Jeshua has over 10 years of experience in machine learning, and is an expert in building technology products powered by artificial intelligence. He’s a founding member of Abnormal Security and head of machine learning. Prior to joining Abnormal, Jeshua played a critical role in building Twitter’s machine learning platform, and detecting and preventing abusive behavior on the Twitter product. Prior to Twitter, Jeshua built the AI engine that powered TellApart’s advertising product and bringing it to over $100 million ARR and acquisition by Twitter and integration. His academic experience is in theoretical reinforcement learning and deep learning at the University of Michigan.
May 27, 2021 03:50 PM PT
Detecting advanced email attacks at scale is a challenging ML problem, particularly due to the rarity of attacks, adversarial nature of the problem, and scale of data. In order to move quickly and adapt to the newest threat we needed to build a Continuous Integration / Continuous Delivery pipeline for the entire ML detection stack.
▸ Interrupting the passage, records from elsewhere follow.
// SPDX-License-Identifier: BUSL-1.1
// Copyright (c) 2026 Alfred Jean LLC

//! Debounced filesystem change notification over multiple registered
//! triggers. Built on [`notify`] for raw platform events; duplicate
//! suppression and per-key debouncing are layered on top here, since a
//! single trigger commonly fires a burst of raw events for one logical
//! change (a save, a build writing several files).

use glob::Pattern;
use notify::{RecommendedWatcher, RecursiveMode, Watcher};
use parking_lot::Mutex;
use std::collections::HashMap;
use std::path::{Path, PathBuf};
use std::sync::Arc;
use std::time::{Duration, Instant};
use tokio::sync::mpsc;
use tokio::task::JoinHandle;

/// Approximates the reference design's 64 KiB internal event buffer as a
/// bounded channel capacity, generous enough to absorb a burst without
/// blocking the platform watcher's callback thread.
const DEFAULT_EVENT_BUFFER_CAPACITY: usize = 4096;

/// Suppresses duplicate triggers for the same key arriving faster than
/// this, independent of the key's own debounce window.
pub const DEFAULT_MIN_TRIGGER_INTERVAL: Duration = Duration::from_secs(2);

#[derive(Debug, Clone)]
pub struct Trigger {
    pub path: PathBuf,
    pub filter: String,
    pub include_subdirectories: bool,
    pub debounce_ms: u64,
}

#[derive(Debug, Clone)]
pub struct WatchEvent {
    pub path: PathBuf,
    pub trigger: Trigger,
}

#[derive(Debug, thiserror::Error)]
pub enum WatchError {
    #[error("invalid filter glob {0:?}: {1}")]
    InvalidFilter(String, glob::PatternError),
    #[error("filesystem watch error: {0}")]
    Notify(#[from] notify::Error),
}

struct KeyState {
    last_emission: Option<Instant>,
    generation: u64,
}

/// Owns the live platform watchers and the dispatch task; dropping (or
/// calling [`WatcherHandle::stop`]) disables all registrations.
pub struct WatcherHandle {
    _watchers: Vec<RecommendedWatcher>,
    dispatch_task: JoinHandle<()>,
}

impl WatcherHandle {
    pub fn stop(self) {
        self.dispatch_task.abort();
    }
}

/// Start watching every trigger, invoking `on_trigger` (on a background
/// task, never holding the internal debounce-state mutex) once per
/// debounced, non-duplicate filesystem change.
pub fn start(
    triggers: Vec<Trigger>,
    min_trigger_interval: Duration,
    on_trigger: impl Fn(WatchEvent) + Send + Sync + 'static,
) -> Result<WatcherHandle, WatchError> {
    let on_trigger: Arc<dyn Fn(WatchEvent) + Send + Sync> = Arc::new(on_trigger);
    let state: Arc<Mutex<HashMap<String, KeyState>>> = Arc::new(Mutex::new(HashMap::new()));
    let (tx, mut rx) = mpsc::channel::<(Trigger, PathBuf)>(DEFAULT_EVENT_BUFFER_CAPACITY);

    let mut watchers = Vec::with_capacity(triggers.len());
    for trigger in &triggers {
        let pattern = Pattern::new(&trigger.filter)
            .map_err(|e| WatchError::InvalidFilter(trigger.filter.clone(), e))?;
        let trigger_for_callback = trigger.clone();
        let tx = tx.clone();

        let mut watcher = notify::recommended_watcher(move |res: notify::Result<notify::Event>| {
            match res {
                Ok(event) => {
                    for path in &event.paths {
                        if path_matches(path, &trigger_for_callback.path, &pattern) {
                            let _ = tx.blocking_send((trigger_for_callback.clone(), path.clone()));
                        }
                    }
                }
                Err(error) => {
                    tracing::warn!(%error, "file watcher platform error, resuming");
                }
            }
        })?;

        let mode = if trigger.include_subdirectories {
            RecursiveMode::Recursive
        } else {
            RecursiveMode::NonRecursive
        };
        watcher.watch(&trigger.path, mode)?;
        watchers.push(watcher);
    }
    drop(tx);

    let dispatch_task = tokio::spawn(async move {
        while let Some((trigger, path)) = rx.recv().await {
            handle_event(
                trigger,
                path,
                min_trigger_interval,
                Arc::clone(&state),
                Arc::clone(&on_trigger),
            );
        }
    });

    Ok(WatcherHandle {
        _watchers: watchers,
        dispatch_task,
    })
}

fn handle_event(
    trigger: Trigger,
    path: PathBuf,
    min_trigger_interval: Duration,
    state: Arc<Mutex<HashMap<String, KeyState>>>,
    on_trigger: Arc<dyn Fn(WatchEvent) + Send + Sync>,
) {
    let key = trigger_key(&trigger);
    let generation = {
        let mut guard = state.lock();
        let entry = guard.entry(key.clone()).or_insert(KeyState {
            last_emission: None,
            generation: 0,
        });
        if let Some(last) = entry.last_emission {
            if last.elapsed() < min_trigger_interval {
                return;
            }
        }
        entry.generation += 1;
        entry.generation
    };

    let debounce = Duration::from_millis(trigger.debounce_ms);
    tokio::spawn(async move {
        tokio::time::sleep(debounce).await;
        let should_fire = {
            let mut guard = state.lock();
            match guard.get_mut(&key) {
                Some(entry) if entry.generation == generation => {
                    entry.last_emission = Some(Instant::now());
                    true
                }
                _ => false,
            }
        };
        if should_fire {
            on_trigger(WatchEvent { path, trigger });
        }
    });
}

fn trigger_key(trigger: &Trigger) -> String {
    format!("{}:{}", trigger.path.display(), trigger.filter)
}

fn path_matches(event_path: &Path, trigger_path: &Path, pattern: &Pattern) -> bool {
    let trigger_path = trigger_path
        .canonicalize()
        .unwrap_or_else(|_| trigger_path.to_path_buf());
    let event_path_canonical = event_path
        .canonicalize()
        .unwrap_or_else(|_| event_path.to_path_buf());
    if !event_path_canonical.starts_with(&trigger_path) {
        return false;
    }
    event_path
        .file_name()
        .map(|name| pattern.matches(&name.to_string_lossy()))
        .unwrap_or(false)
}

#[cfg(test)]
#[path = "lib_tests.rs"]
mod tests;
Our goal is to enable detection engineers and data scientists to make changes to any part of the stack including joined datasets for hydration, feature extraction code, detection logic, and develop/train ML models.
In this talk, we discuss why we decided to build this pipeline, how it is used to accelerate development and ensure quality, and dive into the nitty-gritty details of building such a system on top of an Apache Spark + Databricks stack.